NSW Australian of the Year Shane Fitzsimmons has put forward the radical idea of a new Indigenous version of the national anthem to be learnt and sung by all.

The idea came in his Australia Day address at the Conservatorium of Music on Monday as he prepared the state for commemoration on January 26 of "a very different Australia Day".

Resilience NSW Commissioner Shane Fitzsimmons speaks during an Australia Day address at the Sydney Conservatorium of Music on Monday.Credit:Getty

The former commissioner for the NSW Rural Fire Service said at the event attended by the Governor of NSW Margaret Beazley and Premier Gladys Berejiklian, that he had in recent months heard the national anthem sung in a local Aboriginal language "and it's beautiful".

"Wouldn't it be wonderful if it were possible to have a nationally agreed Indigenous version and that we could all learn in a united voice and sing together as one, both First Nations language and our English Australian," he said.

Mr Fitzsimmons, the NSW Commissioner for Resilience, spoke to the recent lessons of drought, bushfires and flood as the state continues to confront COVID-19.

He spoke of the need to work together to rebuild optimism and build resilience.

Resilience NSW Commissioner Shane Fitzsimmons and NSW Premier Gladys Berejiklian at the Sydney Conservatorium of Music on Monday.Credit:Getty

"So how do we cope in such difficult and uncertain times? Whether it's at an individual level, family level, businesses, industries or the broader community? To me its resilience. Resilience which is at the heart of the Australian spirit. You get knocked down, you get back up again. You get bucked off the horse, you dust yourself, you sit right back in the saddle and continue on.

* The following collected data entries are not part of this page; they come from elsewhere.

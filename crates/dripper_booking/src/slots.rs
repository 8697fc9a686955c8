// --- File: crates/dripper_booking/src/slots.rs ---
use chrono::{DateTime, Duration, FixedOffset, NaiveDate, NaiveTime, TimeZone};
use chrono_tz::Tz;
use serde::{Deserialize, Serialize};

#[cfg(feature = "openapi")]
use utoipa::ToSchema;

use crate::settings::BookingSettings;

/// A bookable start time on a given day.
#[derive(Debug, Clone, PartialEq, Eq, Serialize, Deserialize)]
#[cfg_attr(feature = "openapi", derive(ToSchema))]
pub struct TimeSlot {
    /// Wall-clock start time in the shop's time zone.
    #[cfg_attr(feature = "openapi", schema(value_type = String, example = "09:30:00"))]
    pub time: NaiveTime,
    /// The same start as an RFC 3339 instant.
    #[cfg_attr(feature = "openapi", schema(value_type = String, example = "2024-03-15T09:30:00-04:00"))]
    pub starts_at: DateTime<FixedOffset>,
    #[cfg_attr(feature = "openapi", schema(example = "9:30 AM"))]
    pub label: String,
}

/// "9:30 AM"
pub fn format_time(time: NaiveTime) -> String {
    time.format("%-I:%M %p").to_string()
}

/// Start times from `opening` (inclusive) to `closing` (exclusive), every
/// `interval`, on `date` in `time_zone`.
///
/// Wall-clock times that do not exist on that day (spring-forward gap) are
/// skipped. Ambiguous times (fall-back overlap) resolve to the earlier instant.
pub fn generate_time_slots(
    date: NaiveDate,
    opening: NaiveTime,
    closing: NaiveTime,
    interval: Duration,
    time_zone: &Tz,
) -> Vec<TimeSlot> {
    let mut slots = Vec::new();
    if interval <= Duration::zero() {
        return slots;
    }

    let mut current = opening;
    while current < closing {
        if let Some(start) = time_zone
            .from_local_datetime(&date.and_time(current))
            .earliest()
        {
            slots.push(TimeSlot {
                time: current,
                starts_at: start.fixed_offset(),
                label: format_time(current),
            });
        }

        let (next, wrapped) = current.overflowing_add_signed(interval);
        if wrapped != 0 || next <= current {
            break;
        }
        current = next;
    }

    slots
}

/// Slots for `date` with the configured opening hours.
pub fn slots_for_date(date: NaiveDate, settings: &BookingSettings) -> Vec<TimeSlot> {
    generate_time_slots(
        date,
        settings.opening_time,
        settings.closing_time,
        settings.slot_interval,
        &settings.time_zone,
    )
}

/// Finds the slot starting at `time` on `date`, if it is one of the generated slots.
pub fn find_slot(date: NaiveDate, time: NaiveTime, settings: &BookingSettings) -> Option<TimeSlot> {
    slots_for_date(date, settings)
        .into_iter()
        .find(|slot| slot.time == time)
}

"In my new role I've often asked what is and how do we build resilience? To me resilience is built on our life experiences, whether they be personal, family, workplace, friends or community, the stresses, the disruptions, the trauma, emergencies, disasters."

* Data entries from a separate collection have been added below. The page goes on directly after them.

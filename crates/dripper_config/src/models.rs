// --- File: crates/dripper_config/src/models.rs ---

use serde::{Deserialize, Serialize};

// --- General Server Config ---
#[derive(Debug, Deserialize, Serialize, Clone)]
pub struct ServerConfig {
    #[serde(default = "default_host")]
    pub host: String,
    #[serde(default = "default_port")]
    pub port: u16,
}

impl Default for ServerConfig {
    fn default() -> Self {
        Self {
            host: default_host(),
            port: default_port(),
        }
    }
}

// --- Logging Config ---
#[derive(Debug, Deserialize, Serialize, Clone)]
pub struct LoggingConfig {
    /// Minimum level for the `dripper` targets (trace, debug, info, warn, error).
    #[serde(default = "default_log_level")]
    pub level: String,
    /// When set, logs are also written to a daily rolling file in this directory.
    #[serde(default)]
    pub directory: Option<String>,
}

impl Default for LoggingConfig {
    fn default() -> Self {
        Self {
            level: default_log_level(),
            directory: None,
        }
    }
}

// --- Booking Config ---

/// One bookable service as it appears in the config file.
#[derive(Debug, Deserialize, Serialize, Clone, PartialEq, Eq)]
pub struct ServiceConfig {
    pub id: String,
    pub name: String,
    pub duration_minutes: i64,
    /// Price in the smallest currency unit (cents).
    pub price_cents: i64,
    #[serde(default)]
    pub description: String,
}

#[derive(Debug, Deserialize, Serialize, Clone)]
pub struct BookingConfig {
    /// IANA time zone used for "today" and for slot instants.
    #[serde(default = "default_time_zone")]
    pub time_zone: String,
    /// First slot of the day, "HH:MM".
    #[serde(default = "default_opening_time")]
    pub opening_time: String,
    /// Slots start strictly before this time, "HH:MM".
    #[serde(default = "default_closing_time")]
    pub closing_time: String,
    #[serde(default = "default_slot_interval")]
    pub slot_interval_minutes: i64,
    #[serde(default = "default_currency_symbol")]
    pub currency_symbol: String,
    /// Idle wizard sessions older than this are dropped.
    #[serde(default = "default_session_ttl")]
    pub session_ttl_minutes: i64,
    /// Empty means the built-in catalog is used.
    #[serde(default)]
    pub services: Vec<ServiceConfig>,
}

impl Default for BookingConfig {
    fn default() -> Self {
        Self {
            time_zone: default_time_zone(),
            opening_time: default_opening_time(),
            closing_time: default_closing_time(),
            slot_interval_minutes: default_slot_interval(),
            currency_symbol: default_currency_symbol(),
            session_ttl_minutes: default_session_ttl(),
            services: Vec::new(),
        }
    }
}

// --- OpenAI Config ---
// Secret loaded from DRIPPER__OPENAI__API_KEY or OPENAI_API_KEY.
#[derive(Deserialize, Serialize, Clone)]
pub struct OpenAiConfig {
    #[serde(default, skip_serializing)]
    pub api_key: Option<String>,
    #[serde(default = "default_openai_model")]
    pub model: String,
    #[serde(default = "default_openai_base_url")]
    pub base_url: String,
    #[serde(default)]
    pub max_tokens: Option<u32>,
    #[serde(default = "default_timeout_secs")]
    pub timeout_secs: u64,
}

impl Default for OpenAiConfig {
    fn default() -> Self {
        Self {
            api_key: None,
            model: default_openai_model(),
            base_url: default_openai_base_url(),
            max_tokens: None,
            timeout_secs: default_timeout_secs(),
        }
    }
}

// --- Anthropic Config ---
// Secret loaded from DRIPPER__ANTHROPIC__API_KEY or ANTHROPIC_API_KEY.
#[derive(Deserialize, Serialize, Clone)]
pub struct AnthropicConfig {
    #[serde(default, skip_serializing)]
    pub api_key: Option<String>,
    #[serde(default = "default_anthropic_model")]
    pub model: String,
    #[serde(default = "default_anthropic_base_url")]
    pub base_url: String,
    #[serde(default = "default_anthropic_max_tokens")]
    pub max_tokens: u32,
    #[serde(default = "default_anthropic_version")]
    pub api_version: String,
    #[serde(default = "default_timeout_secs")]
    pub timeout_secs: u64,
}

impl Default for AnthropicConfig {
    fn default() -> Self {
        Self {
            api_key: None,
            model: default_anthropic_model(),
            base_url: default_anthropic_base_url(),
            max_tokens: default_anthropic_max_tokens(),
            api_version: default_anthropic_version(),
            timeout_secs: default_timeout_secs(),
        }
    }
}

// Keys stay out of Debug output.
impl std::fmt::Debug for OpenAiConfig {
    fn fmt(&self, f: &mut std::fmt::Formatter<'_>) -> std::fmt::Result {
        f.debug_struct("OpenAiConfig")
            .field("api_key", &self.api_key.as_ref().map(|_| "***"))
            .field("model", &self.model)
            .field("base_url", &self.base_url)
            .field("max_tokens", &self.max_tokens)
            .field("timeout_secs", &self.timeout_secs)
            .finish()
    }
}

impl std::fmt::Debug for AnthropicConfig {
    fn fmt(&self, f: &mut std::fmt::Formatter<'_>) -> std::fmt::Result {
        f.debug_struct("AnthropicConfig")
            .field("api_key", &self.api_key.as_ref().map(|_| "***"))
            .field("model", &self.model)
            .field("base_url", &self.base_url)
            .field("max_tokens", &self.max_tokens)
            .field("api_version", &self.api_version)
            .field("timeout_secs", &self.timeout_secs)
            .finish()
    }
}

// --- Unified App Configuration ---
#[derive(Debug, Deserialize, Serialize, Clone)]
pub struct AppConfig {
    #[serde(default)]
    pub server: ServerConfig,
    #[serde(default)]
    pub logging: LoggingConfig,

    // --- Runtime Flags (default to true) ---
    #[serde(default = "default_true")]
    pub use_booking: bool,
    #[serde(default = "default_true")]
    pub use_chat: bool,

    #[serde(default)]
    pub booking: BookingConfig,
    #[serde(default)]
    pub openai: OpenAiConfig,
    #[serde(default)]
    pub anthropic: AnthropicConfig,
}

impl Default for AppConfig {
    fn default() -> Self {
        Self {
            server: ServerConfig::default(),
            logging: LoggingConfig::default(),
            use_booking: true,
            use_chat: true,
            booking: BookingConfig::default(),
            openai: OpenAiConfig::default(),
            anthropic: AnthropicConfig::default(),
        }
    }
}

fn default_true() -> bool {
    true
}

fn default_host() -> String {
    "127.0.0.1".to_string()
}

fn default_port() -> u16 {
    8080
}

fn default_log_level() -> String {
    "info".to_string()
}

fn default_time_zone() -> String {
    "America/New_York".to_string()
}

fn default_opening_time() -> String {
    "09:00".to_string()
}

fn default_closing_time() -> String {
    "17:00".to_string()
}

fn default_slot_interval() -> i64 {
    30
}

fn default_currency_symbol() -> String {
    "$".to_string()
}

fn default_session_ttl() -> i64 {
    60
}

fn default_openai_model() -> String {
    "gpt-3.5-turbo".to_string()
}

fn default_openai_base_url() -> String {
    "https://api.openai.com/v1".to_string()
}

fn default_anthropic_model() -> String {
    "claude-3-opus-20240229".to_string()
}

fn default_anthropic_base_url() -> String {
    "https://api.anthropic.com/v1".to_string()
}

fn default_anthropic_max_tokens() -> u32 {
    1000
}

fn default_anthropic_version() -> String {
    "2023-06-01".to_string()
}

fn default_timeout_secs() -> u64 {
    30
}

On a more personal note he told of the thousands of moving messages he had received from children across Australia impacted by last summer's bushfires when he was the RFS commissioner.

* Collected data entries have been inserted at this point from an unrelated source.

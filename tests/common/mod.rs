//! Shared helpers for integration tests.

#![allow(dead_code)]

use deferred::Reaction;
use deferred::runtime::TaskQueue;
use parking_lot::Mutex;
use std::sync::Arc;

pub fn init_test_logging() {
    deferred::test_utils::init_test_logging();
}

pub fn queue() -> Arc<TaskQueue> {
    Arc::new(TaskQueue::new())
}

/// Records labelled reaction invocations in arrival order.
#[derive(Clone, Default)]
pub struct Recorder {
    calls: Arc<Mutex<Vec<String>>>,
}

impl Recorder {
    pub fn new() -> Self {
        Self::default()
    }

    /// Returns a fulfilment reaction that records `label:value`.
    pub fn ok(&self, label: &'static str) -> Reaction<i32> {
        self.record(label)
    }

    /// Returns a rejection reaction that records `label:value`.
    pub fn err(&self, label: &'static str) -> Reaction<String> {
        self.record(label)
    }

    fn record<V>(&self, label: &'static str) -> Reaction<V>
    where
        V: std::fmt::Debug + Send + 'static,
    {
        let calls = Arc::clone(&self.calls);
        Box::new(move |value: V| calls.lock().push(format!("{label}:{value:?}")))
    }

    pub fn calls(&self) -> Vec<String> {
        self.calls.lock().clone()
    }

    pub fn is_empty(&self) -> bool {
        self.calls.lock().is_empty()
    }
}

"There's something very pure, there's something very innocent, there's something very heartfelt, but there's something very confronting when you read children's notes," he said.

Of his own family, he said: "Don't take tomorrow for granted. And I've said very publicly I'm indebted, indeed I'm blessed to have Lisa, my wife, and my daughters Sarah and Lauren. All our family, our friends, our colleagues, the love and support, the guidance and advice, there is no doubt I wouldn't be here today without it.

"It will certainly be a different Australia Day this year particularly with the ongoing implications and challenges associated with COVID and for all those continuing with their recovery journey.

"However, we do have much to celebrate this Australia Day and we must celebrate."

Andrew Parker chair of the Australia Day Council of NSW said the January 26 program had been reduced due to COVID-19 restrictions but many traditions would be retained. The day begins with the WugulOra morning ceremony at Barangaroo Reserve followed by a 10km wheelchair race in The Rocks with athletes preparing for the Paralympics planned for later this year. There will be citizenship ceremonies and the evening concert and special tributes to frontline workers on the sails of the Opera House. Much of the ceremony will be online or on television.

"I encourage you take the opportunity to reflect, respect and celebrate the opportunities presented to us in this quite extraordinary year," Mr Parker said.